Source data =

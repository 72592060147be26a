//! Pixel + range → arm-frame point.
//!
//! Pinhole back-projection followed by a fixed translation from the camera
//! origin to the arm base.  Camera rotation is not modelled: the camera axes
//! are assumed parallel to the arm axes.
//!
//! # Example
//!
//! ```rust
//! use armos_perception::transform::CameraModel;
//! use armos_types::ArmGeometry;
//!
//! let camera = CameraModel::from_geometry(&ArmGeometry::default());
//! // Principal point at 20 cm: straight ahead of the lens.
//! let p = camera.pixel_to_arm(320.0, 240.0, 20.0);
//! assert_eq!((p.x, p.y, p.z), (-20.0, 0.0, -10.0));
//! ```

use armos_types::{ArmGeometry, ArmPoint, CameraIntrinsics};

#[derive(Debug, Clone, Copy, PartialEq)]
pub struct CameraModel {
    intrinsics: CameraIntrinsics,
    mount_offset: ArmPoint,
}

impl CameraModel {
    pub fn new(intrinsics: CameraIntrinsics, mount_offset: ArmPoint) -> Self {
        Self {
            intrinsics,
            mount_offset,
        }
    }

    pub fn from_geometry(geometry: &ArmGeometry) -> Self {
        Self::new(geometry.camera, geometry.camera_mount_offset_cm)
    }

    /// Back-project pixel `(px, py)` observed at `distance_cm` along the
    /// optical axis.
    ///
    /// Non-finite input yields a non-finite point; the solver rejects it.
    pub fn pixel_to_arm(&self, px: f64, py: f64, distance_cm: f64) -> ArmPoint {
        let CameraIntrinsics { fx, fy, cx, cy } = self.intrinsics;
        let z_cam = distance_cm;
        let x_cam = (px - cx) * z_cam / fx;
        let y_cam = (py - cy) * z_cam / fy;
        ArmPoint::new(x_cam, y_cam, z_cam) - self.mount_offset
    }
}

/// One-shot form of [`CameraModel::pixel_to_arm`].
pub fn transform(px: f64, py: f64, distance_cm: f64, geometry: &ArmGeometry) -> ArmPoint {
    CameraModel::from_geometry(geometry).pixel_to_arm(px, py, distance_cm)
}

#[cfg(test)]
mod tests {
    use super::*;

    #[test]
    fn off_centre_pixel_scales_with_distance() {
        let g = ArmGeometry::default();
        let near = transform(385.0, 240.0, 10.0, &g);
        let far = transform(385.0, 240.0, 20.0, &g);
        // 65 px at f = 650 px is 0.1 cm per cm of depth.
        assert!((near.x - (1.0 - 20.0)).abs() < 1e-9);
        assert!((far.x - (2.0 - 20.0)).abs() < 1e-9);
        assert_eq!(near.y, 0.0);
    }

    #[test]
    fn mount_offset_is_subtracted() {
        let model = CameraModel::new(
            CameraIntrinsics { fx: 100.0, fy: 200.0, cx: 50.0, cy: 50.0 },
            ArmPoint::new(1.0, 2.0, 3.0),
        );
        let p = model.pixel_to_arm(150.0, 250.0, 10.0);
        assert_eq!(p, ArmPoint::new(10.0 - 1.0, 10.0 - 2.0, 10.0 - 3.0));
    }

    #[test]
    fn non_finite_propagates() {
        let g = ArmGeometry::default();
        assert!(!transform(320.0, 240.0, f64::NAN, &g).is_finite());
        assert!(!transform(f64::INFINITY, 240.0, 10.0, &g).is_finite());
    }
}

* * *

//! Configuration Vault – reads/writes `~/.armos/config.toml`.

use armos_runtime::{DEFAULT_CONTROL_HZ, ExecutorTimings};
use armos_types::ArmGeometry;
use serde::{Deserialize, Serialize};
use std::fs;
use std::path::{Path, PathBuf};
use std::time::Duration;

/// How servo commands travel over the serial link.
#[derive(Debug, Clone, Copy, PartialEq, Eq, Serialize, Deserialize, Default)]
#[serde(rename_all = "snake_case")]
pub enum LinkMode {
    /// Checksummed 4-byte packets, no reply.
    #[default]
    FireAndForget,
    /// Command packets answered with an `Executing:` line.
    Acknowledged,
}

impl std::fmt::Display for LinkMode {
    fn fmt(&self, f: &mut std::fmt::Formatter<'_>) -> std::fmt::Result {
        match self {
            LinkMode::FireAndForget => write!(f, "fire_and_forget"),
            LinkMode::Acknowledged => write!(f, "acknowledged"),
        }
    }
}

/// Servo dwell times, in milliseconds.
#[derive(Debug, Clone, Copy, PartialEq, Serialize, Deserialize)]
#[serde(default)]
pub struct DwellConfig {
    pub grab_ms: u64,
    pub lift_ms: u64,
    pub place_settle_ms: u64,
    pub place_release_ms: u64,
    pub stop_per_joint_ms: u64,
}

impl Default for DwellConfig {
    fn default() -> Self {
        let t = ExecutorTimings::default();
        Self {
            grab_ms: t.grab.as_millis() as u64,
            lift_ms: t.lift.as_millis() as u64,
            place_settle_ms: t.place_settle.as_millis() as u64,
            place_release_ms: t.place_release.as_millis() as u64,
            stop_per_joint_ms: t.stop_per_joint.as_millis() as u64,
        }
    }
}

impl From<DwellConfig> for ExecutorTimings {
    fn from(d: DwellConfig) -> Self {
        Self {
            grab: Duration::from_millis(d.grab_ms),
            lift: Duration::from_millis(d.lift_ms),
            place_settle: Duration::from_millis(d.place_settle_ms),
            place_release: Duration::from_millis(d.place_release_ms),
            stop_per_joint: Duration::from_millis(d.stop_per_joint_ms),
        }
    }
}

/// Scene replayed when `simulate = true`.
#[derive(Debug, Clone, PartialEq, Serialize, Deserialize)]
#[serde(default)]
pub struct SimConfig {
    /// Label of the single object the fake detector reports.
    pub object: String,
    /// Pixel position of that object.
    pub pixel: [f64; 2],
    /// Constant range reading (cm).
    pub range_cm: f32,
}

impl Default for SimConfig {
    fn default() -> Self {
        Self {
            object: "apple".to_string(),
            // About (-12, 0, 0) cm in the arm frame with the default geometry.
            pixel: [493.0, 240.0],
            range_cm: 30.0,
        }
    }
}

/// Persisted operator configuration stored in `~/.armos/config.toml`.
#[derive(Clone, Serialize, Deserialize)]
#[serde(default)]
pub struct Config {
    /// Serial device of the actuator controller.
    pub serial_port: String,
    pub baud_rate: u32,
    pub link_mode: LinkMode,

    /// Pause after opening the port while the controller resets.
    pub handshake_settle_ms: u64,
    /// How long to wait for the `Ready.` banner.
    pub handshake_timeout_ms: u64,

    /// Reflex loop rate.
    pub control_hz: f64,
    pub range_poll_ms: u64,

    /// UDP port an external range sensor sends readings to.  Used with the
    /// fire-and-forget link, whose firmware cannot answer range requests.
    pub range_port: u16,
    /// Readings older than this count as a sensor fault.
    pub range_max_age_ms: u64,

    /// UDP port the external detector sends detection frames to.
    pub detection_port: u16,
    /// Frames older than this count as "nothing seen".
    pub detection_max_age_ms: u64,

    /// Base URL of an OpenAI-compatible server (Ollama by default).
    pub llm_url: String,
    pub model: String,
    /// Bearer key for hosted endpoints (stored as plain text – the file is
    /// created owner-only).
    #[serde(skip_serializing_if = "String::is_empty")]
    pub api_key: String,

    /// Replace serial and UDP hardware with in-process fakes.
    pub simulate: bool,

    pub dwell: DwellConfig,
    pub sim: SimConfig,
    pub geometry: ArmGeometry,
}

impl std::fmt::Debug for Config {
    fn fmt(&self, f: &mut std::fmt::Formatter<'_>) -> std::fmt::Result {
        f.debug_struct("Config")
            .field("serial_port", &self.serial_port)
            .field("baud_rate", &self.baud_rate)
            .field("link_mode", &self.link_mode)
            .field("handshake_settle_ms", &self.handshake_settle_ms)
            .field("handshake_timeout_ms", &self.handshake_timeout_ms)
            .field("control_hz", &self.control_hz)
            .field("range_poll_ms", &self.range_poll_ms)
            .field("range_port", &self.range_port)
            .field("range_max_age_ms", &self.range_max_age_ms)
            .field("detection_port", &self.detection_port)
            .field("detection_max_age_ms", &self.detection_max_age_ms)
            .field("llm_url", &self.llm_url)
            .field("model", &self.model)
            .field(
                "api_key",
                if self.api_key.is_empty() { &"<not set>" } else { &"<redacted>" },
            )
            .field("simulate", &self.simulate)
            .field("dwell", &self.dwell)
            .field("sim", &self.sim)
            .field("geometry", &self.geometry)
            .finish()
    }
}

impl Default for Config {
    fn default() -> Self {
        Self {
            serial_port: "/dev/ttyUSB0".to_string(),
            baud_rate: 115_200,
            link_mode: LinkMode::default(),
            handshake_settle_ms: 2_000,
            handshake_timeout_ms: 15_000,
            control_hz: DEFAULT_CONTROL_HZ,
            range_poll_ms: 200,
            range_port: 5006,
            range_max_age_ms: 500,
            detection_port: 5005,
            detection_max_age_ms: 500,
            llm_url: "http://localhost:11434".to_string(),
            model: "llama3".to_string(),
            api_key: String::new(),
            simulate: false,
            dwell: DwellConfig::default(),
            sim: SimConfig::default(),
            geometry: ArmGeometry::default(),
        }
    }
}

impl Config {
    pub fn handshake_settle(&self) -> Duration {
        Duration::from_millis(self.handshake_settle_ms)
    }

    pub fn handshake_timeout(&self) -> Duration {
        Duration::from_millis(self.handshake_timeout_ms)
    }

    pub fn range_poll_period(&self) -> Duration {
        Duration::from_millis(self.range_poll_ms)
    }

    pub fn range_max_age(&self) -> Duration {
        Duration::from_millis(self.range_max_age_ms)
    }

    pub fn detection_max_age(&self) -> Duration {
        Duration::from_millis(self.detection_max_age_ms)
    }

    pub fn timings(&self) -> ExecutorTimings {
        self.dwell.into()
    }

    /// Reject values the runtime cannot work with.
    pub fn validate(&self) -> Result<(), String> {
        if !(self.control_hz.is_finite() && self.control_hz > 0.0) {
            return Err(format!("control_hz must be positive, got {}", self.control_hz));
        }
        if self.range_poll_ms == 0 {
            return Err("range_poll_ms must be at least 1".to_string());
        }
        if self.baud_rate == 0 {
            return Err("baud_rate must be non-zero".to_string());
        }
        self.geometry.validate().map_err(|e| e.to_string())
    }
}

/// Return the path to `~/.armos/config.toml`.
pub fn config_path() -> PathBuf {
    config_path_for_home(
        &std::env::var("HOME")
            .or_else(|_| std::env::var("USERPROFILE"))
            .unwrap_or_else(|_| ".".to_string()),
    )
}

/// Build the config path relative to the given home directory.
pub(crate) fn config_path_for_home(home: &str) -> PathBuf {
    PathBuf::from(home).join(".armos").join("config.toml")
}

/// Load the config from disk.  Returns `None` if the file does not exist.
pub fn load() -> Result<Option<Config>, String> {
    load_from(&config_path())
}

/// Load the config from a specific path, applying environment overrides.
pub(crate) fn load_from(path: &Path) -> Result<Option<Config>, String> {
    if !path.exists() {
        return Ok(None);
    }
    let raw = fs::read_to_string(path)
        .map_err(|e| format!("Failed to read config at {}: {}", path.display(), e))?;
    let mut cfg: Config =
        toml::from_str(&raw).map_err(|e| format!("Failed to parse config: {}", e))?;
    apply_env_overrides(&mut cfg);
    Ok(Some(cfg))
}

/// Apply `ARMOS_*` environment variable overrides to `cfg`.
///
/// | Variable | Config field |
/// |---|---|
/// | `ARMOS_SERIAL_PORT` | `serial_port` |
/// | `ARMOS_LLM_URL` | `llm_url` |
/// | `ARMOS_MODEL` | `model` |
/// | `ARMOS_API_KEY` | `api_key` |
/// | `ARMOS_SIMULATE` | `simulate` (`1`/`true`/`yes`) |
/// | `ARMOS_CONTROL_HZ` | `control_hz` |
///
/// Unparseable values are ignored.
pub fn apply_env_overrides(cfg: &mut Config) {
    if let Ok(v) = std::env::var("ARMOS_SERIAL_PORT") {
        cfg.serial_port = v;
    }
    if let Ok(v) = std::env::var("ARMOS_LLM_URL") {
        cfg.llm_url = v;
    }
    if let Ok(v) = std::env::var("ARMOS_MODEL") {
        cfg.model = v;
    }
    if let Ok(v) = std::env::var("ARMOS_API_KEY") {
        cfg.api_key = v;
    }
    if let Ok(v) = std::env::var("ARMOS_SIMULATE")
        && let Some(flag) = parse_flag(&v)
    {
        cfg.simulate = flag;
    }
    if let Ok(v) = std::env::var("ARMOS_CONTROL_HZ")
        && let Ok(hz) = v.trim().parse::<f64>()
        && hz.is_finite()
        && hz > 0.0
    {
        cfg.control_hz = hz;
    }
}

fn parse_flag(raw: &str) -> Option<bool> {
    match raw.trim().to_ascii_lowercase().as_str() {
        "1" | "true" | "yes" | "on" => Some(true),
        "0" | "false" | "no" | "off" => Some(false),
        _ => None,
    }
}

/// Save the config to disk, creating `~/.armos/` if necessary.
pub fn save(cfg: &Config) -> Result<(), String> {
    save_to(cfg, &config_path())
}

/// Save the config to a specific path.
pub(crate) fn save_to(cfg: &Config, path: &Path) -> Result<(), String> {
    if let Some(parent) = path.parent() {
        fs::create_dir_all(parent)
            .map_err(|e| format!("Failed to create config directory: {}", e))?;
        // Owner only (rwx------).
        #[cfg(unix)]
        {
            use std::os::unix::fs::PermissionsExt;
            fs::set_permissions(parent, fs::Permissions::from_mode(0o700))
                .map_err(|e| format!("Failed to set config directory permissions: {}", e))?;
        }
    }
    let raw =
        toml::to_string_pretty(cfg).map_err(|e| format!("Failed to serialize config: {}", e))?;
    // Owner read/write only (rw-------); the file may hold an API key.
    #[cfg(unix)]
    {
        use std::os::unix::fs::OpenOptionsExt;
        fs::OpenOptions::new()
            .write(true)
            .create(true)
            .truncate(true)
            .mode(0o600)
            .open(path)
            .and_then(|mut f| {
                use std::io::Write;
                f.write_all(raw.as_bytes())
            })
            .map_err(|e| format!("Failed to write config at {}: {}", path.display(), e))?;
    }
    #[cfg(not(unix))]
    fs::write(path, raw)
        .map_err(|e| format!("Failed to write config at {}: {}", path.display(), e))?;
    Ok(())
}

Task goal = If a line in the records contains the word "detector", copy it out.

Answer to the exercise =
    /// Label of the single object the fake detector reports.
    /// UDP port the external detector sends detection frames to.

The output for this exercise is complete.